[Given records Boundary: Start]

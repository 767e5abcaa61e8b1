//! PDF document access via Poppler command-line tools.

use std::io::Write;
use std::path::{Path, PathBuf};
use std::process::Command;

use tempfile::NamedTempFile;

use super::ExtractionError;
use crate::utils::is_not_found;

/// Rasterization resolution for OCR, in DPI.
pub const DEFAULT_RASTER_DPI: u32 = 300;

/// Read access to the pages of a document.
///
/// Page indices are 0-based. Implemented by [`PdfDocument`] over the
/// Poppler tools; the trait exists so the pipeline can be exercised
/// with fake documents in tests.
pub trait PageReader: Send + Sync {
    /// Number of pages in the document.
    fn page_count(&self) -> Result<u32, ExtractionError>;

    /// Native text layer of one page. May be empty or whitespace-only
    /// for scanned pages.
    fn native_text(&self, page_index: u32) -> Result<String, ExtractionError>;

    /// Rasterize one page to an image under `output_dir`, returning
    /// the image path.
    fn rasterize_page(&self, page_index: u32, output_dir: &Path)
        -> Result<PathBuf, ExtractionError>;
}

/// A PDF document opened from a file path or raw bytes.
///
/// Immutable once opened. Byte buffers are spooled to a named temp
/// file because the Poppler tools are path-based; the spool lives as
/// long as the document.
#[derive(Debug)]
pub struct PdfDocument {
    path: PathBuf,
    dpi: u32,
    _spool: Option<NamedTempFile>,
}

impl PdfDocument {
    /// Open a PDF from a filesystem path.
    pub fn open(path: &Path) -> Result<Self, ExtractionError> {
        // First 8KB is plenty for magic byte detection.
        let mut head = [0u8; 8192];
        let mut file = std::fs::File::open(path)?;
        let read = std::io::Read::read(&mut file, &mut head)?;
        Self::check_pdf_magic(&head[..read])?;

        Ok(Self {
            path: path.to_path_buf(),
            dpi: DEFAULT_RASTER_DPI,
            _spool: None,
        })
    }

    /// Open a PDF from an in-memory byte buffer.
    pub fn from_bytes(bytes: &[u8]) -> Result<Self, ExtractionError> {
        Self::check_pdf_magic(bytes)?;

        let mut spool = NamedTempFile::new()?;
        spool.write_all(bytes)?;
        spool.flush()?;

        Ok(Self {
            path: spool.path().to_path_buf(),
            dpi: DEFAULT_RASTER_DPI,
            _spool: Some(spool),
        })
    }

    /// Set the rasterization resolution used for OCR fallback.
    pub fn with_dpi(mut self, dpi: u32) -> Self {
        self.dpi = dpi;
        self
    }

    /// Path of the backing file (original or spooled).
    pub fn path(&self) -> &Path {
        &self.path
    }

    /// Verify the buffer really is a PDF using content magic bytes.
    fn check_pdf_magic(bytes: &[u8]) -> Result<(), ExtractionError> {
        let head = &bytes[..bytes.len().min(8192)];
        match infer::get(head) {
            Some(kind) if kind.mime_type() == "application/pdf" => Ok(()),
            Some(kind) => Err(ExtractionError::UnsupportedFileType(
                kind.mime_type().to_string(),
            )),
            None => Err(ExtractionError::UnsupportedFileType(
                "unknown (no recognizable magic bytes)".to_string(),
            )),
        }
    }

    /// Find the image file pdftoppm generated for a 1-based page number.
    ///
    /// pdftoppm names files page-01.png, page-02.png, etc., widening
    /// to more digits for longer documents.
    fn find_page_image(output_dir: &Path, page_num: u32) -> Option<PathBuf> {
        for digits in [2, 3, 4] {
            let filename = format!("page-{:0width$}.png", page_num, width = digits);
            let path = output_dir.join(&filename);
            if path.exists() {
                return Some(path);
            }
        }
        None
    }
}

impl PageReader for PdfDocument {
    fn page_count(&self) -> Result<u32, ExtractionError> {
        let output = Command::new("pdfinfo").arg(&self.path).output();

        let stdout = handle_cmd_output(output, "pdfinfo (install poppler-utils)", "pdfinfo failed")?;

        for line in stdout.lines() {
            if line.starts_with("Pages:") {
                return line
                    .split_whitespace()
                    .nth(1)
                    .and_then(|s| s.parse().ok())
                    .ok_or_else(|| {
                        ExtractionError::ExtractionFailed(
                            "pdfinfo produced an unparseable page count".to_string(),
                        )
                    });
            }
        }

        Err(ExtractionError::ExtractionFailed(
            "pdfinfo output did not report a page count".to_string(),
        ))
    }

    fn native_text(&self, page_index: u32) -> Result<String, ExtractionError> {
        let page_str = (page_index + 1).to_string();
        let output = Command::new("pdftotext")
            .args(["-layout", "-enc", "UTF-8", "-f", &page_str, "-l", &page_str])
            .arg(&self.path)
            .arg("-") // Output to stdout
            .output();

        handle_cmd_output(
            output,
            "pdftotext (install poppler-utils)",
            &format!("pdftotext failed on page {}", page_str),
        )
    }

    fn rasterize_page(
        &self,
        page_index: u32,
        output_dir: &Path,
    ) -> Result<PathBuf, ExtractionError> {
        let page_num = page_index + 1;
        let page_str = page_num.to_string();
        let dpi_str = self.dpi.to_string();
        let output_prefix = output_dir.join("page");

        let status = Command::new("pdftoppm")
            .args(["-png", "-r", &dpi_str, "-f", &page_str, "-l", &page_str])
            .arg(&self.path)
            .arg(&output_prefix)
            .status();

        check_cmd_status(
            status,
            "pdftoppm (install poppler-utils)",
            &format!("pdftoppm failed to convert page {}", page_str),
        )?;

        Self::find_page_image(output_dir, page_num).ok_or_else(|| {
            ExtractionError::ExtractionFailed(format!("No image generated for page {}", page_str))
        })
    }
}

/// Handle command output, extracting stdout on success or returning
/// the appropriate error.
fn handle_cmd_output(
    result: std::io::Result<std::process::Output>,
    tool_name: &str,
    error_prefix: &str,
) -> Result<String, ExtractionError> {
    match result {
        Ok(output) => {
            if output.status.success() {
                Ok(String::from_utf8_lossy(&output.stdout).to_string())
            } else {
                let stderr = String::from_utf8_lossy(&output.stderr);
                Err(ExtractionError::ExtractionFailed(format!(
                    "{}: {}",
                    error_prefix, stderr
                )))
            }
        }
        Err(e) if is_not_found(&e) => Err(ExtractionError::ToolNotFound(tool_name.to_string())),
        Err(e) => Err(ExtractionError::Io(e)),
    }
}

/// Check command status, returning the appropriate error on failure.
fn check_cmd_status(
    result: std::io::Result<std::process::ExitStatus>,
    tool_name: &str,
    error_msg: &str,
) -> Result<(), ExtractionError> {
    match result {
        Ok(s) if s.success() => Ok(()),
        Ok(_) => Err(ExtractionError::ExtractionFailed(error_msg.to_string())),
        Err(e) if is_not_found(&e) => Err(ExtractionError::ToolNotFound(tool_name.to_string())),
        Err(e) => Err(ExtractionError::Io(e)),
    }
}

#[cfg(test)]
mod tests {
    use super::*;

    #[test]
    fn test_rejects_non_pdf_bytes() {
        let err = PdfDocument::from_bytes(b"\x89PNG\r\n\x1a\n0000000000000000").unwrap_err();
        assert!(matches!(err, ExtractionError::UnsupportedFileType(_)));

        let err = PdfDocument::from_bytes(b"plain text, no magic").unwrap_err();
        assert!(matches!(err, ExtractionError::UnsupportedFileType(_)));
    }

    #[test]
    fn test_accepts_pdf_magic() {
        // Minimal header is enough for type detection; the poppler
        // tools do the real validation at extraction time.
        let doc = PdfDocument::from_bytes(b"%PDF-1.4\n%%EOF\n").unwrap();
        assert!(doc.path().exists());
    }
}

[Given records Boundary: End]
[Given records Boundary: Start]

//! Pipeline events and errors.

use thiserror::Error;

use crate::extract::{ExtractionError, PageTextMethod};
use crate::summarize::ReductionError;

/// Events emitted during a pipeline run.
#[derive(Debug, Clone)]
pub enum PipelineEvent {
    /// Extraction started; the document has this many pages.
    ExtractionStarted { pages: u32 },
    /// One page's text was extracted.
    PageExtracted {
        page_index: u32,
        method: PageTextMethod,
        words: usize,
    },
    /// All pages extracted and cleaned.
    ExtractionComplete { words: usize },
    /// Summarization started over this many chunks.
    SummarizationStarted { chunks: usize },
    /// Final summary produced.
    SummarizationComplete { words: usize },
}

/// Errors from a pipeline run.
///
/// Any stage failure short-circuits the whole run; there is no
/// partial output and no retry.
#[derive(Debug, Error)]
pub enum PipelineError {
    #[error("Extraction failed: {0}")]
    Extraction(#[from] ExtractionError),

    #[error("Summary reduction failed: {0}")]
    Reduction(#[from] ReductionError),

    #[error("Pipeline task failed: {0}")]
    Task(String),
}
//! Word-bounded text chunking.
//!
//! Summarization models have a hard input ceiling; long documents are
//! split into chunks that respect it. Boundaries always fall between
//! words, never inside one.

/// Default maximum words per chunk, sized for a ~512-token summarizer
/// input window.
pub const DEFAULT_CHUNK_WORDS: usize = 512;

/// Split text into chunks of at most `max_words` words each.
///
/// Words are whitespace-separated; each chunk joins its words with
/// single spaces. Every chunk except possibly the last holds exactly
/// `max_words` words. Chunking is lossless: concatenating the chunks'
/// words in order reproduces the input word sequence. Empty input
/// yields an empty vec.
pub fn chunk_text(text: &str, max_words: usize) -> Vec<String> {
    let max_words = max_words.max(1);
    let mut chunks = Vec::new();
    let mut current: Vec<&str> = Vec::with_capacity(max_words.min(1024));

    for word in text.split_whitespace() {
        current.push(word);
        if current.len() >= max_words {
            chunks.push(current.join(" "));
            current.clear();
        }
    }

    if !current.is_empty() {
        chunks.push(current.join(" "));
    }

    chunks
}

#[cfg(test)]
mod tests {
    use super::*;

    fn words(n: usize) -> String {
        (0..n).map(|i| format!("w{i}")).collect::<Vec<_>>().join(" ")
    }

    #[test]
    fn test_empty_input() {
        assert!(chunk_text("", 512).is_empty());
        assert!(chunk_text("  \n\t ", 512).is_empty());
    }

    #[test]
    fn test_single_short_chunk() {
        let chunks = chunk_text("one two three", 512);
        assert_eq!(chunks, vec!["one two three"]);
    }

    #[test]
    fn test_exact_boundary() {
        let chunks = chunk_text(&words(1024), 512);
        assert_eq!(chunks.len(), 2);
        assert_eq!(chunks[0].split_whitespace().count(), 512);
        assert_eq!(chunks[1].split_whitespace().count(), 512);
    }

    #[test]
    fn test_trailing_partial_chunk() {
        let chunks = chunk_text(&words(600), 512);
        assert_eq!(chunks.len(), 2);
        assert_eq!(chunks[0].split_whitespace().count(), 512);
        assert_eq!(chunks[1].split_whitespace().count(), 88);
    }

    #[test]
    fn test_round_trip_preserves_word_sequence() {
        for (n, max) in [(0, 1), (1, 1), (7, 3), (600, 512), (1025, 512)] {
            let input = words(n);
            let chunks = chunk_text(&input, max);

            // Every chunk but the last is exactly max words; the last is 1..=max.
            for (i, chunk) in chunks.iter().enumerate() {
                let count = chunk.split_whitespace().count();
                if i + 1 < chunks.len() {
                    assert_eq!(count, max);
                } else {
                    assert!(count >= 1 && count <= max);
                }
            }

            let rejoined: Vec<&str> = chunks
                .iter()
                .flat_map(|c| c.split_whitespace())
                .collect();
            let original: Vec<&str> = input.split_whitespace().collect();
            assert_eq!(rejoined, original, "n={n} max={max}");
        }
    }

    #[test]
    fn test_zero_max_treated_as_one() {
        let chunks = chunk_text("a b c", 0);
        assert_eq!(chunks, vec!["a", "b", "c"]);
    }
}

[Given records Boundary: End]

Task statement: Give an exact copy of the lines above from the line with "repository 767e5abcaa61e8b1" up to and including the line with "use super::ExtractionError;", and leave everything else out.

Output for this exercise:
repository 767e5abcaa61e8b1
//! PDF document access via Poppler command-line tools.

use std::io::Write;
use std::path::{Path, PathBuf};
use std::process::Command;

use tempfile::NamedTempFile;

use super::ExtractionError;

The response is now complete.